Created in 2005 by the Gilder Lehrman Institute of American History, George Washington’s Mount Vernon, and Washington College, the $50,000 George Washington Prize is one of the nation’s largest and most notable literary awards. Written to engage a wide public audience, the books provide a “go-to” reading list for anyone interested in learning more about George Washington, his contemporaries, and the founding of the United States of America.

The 2019 George Washington Prize finalists are:

Colin Calloway, The Indian World of George Washington: The First President, the First Americans, and the Birth of the Nation (Oxford University Press)

Stephen Fried, Rush: Revolution, Madness, and Benjamin Rush, the Visionary Doctor Who Became a Founding Father (Crown)

Catherine Kerrison, Jefferson’s Daughters: Three Sisters, White and Black, in a Young America (Ballantine Books)

Joyce Lee Malcom, The Tragedy of Benedict Arnold: An American Life (Pegasus Books)

Nathaniel Philbrick, Into the Hurricane’s Eye: The Genius of George Washington and the Victory at Yorktown (Viking)

Russell Shorto, Revolution Song: A Story of American Freedom (W.W. Norton & Company)

Peter Stark, Young Washington: How Wilderness and War Forged America’s Founding Father (Harper Collins Publishers)

The winner of the 2019 prize will be announced, and all finalists recognized, at a black-tie gala on October 24, 2019, at The Union League Club in New York City.

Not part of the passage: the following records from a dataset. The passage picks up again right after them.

//! NewType wrappers for the identifiers that flow through the adapter.
//!
//! These types prevent accidental mixing of semantically different strings
//! (e.g., passing a group id where an invitation id is expected).

use serde::{Deserialize, Serialize};
use std::fmt;

use crate::sanitize::sanitize;

/// Declares a string-backed identifier type.
///
/// Identifiers taken from requests go through `sanitized`, so a value that
/// reaches the Vortex API is never empty and never carries markup characters.
macro_rules! newtype_string {
    (
        $(#[$meta:meta])*
        $name:ident
    ) => {
        $(#[$meta])*
        #[derive(Debug, Clone, PartialEq, Eq, Hash, Serialize, Deserialize)]
        #[serde(transparent)]
        pub struct $name(String);

        impl $name {
            pub fn new(value: impl Into<String>) -> Self {
                Self(value.into())
            }

            /// Wrap untrusted input, or `None` when nothing survives sanitization.
            pub fn sanitized(raw: &str) -> Option<Self> {
                sanitize(Some(raw)).map(Self)
            }

            pub fn as_str(&self) -> &str {
                &self.0
            }
        }

        impl From<String> for $name {
            fn from(s: String) -> Self {
                Self(s)
            }
        }

        impl From<&str> for $name {
            fn from(s: &str) -> Self {
                Self(s.to_string())
            }
        }

        impl fmt::Display for $name {
            fn fmt(&self, f: &mut fmt::Formatter<'_>) -> fmt::Result {
                f.write_str(&self.0)
            }
        }
    };
}

newtype_string!(
    /// Identifier of an invitation as issued by the Vortex API.
    ///
    /// Values arriving from path segments or request bodies are sanitized
    /// before being wrapped.
    InvitationId
);

newtype_string!(
    /// Kind of group an invitation is scoped to (e.g., "organization", "team").
    GroupType
);

newtype_string!(
    /// Customer-defined group identifier, unique within its `GroupType`.
    GroupId
);

newtype_string!(
    /// Application user identifier returned by the `authenticate_user` hook.
    ///
    /// This is the customer's own id for the user; it becomes the `userId`
    /// claim of generated JWTs.
    UserId
);
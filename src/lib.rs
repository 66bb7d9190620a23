// Core modules
mod config;
mod error;
mod model;
mod sanitize;
mod store;
mod types;

pub mod access;
pub mod api;
pub mod auth;
pub mod autojoin;
pub mod client;

#[cfg(test)]
mod testing;

// Re-export key types and functions
pub use access::{AccessDecision, AccessPolicy, Protected};
pub use api::{VortexRoute, VortexState, api_path, vortex_router, vortex_routes};
pub use auth::{AuthenticatedUser, JwtContext, RequestContext, authenticate_request};
pub use autojoin::{configure_autojoin, get_autojoin_domains};
pub use client::{ClientFactory, VortexApi, VortexClient};
pub use config::{
    API_BASE_URL_ENV, API_KEY_ENV, AuthenticateHook, DEFAULT_API_BASE_URL, HookFuture,
    JwtAttributesHook, ResolvedConfig, SETTINGS_PATH_ENV, VortexConfig, VortexSettings,
    resolve_settings_path,
};
pub use error::{GENERIC_ERROR_MESSAGE, VortexError, VortexResult};
pub use model::{
    AcceptTarget, AcceptUser, AutojoinDomain, AutojoinDomains, ConfigureAutojoinRequest,
    Invitation, LegacyTarget, TargetType,
};
pub use sanitize::{MAX_INPUT_LENGTH, sanitize};
pub use store::{
    AsyncConfig, ConfigError, ConfigFuture, ConfigStore, configure_vortex, configure_vortex_async,
    configure_vortex_lazy, get_vortex_config, global_store,
};
pub use types::{GroupId, GroupType, InvitationId, UserId};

More information about the George Washington Prize is available at www.mountvernon.org/gwprize.

The Books in Brief:

The Indian World of George Washington: The First President, the First Americans, and the Birth of the Nation
Colin Calloway tells the fascinating story of Washington’s lifelong engagement with Native America. The book paints a new and, at times, disturbing portrait of the nation’s first president as an untested militia officer on the banks of the Ohio, as a diplomat who gradually learned to work with Indians on their own terms and, during his final years, as a disappointed Indian land speculator. Unusual for a Washington biography, Shingas, Tanaghrisson, Cornplanter, Red Jacket, and Little Turtle, among many other native leaders, play leading roles in Calloway’s account. America’s first inhabitants, the book shows, were as central to the founding of the American republic as the nation’s first president.

Rush: Revolution, Madness, and Benjamin Rush, the Visionary Doctor Who Became a Founding Father
Benjamin Rush comes alive in Stephen’s Fried’s biography of this versatile, multi-talented founder. Fried captures Rush’s ambition to better the world by founding hospitals and asylums, calling for the abolition of slavery, and championing public education. As the Continental army’s surgeon general, Rush pushed to reform battlefield medicine during the Revolutionary War, and he played a key role in the creation of the United States’ political system. In Fried’s skillful hands, we learn about Rush’s life as a devoted husband and father, as well as his lasting legacy for so many areas of the early American Republic.

Jefferson’s Daughters: Three Sisters, White and Black, in a Young America
Catherine Kerrison tells the story of Thomas Jefferson’s three daughters, freeborn and enslaved. The first half focuses on the lives of Jefferson’s daughters by his wife, Martha Wayles Jefferson, while the second part chronicles the difficult and precarious life of his third daughter, Harriet, born to his slave, Sally Hemmings. Well documented and powerfully told, Kerrison’s book is as much an account of America’s mixed and often-troubled heritage as it is about three strong women fighting to define their own destinies in a new nation.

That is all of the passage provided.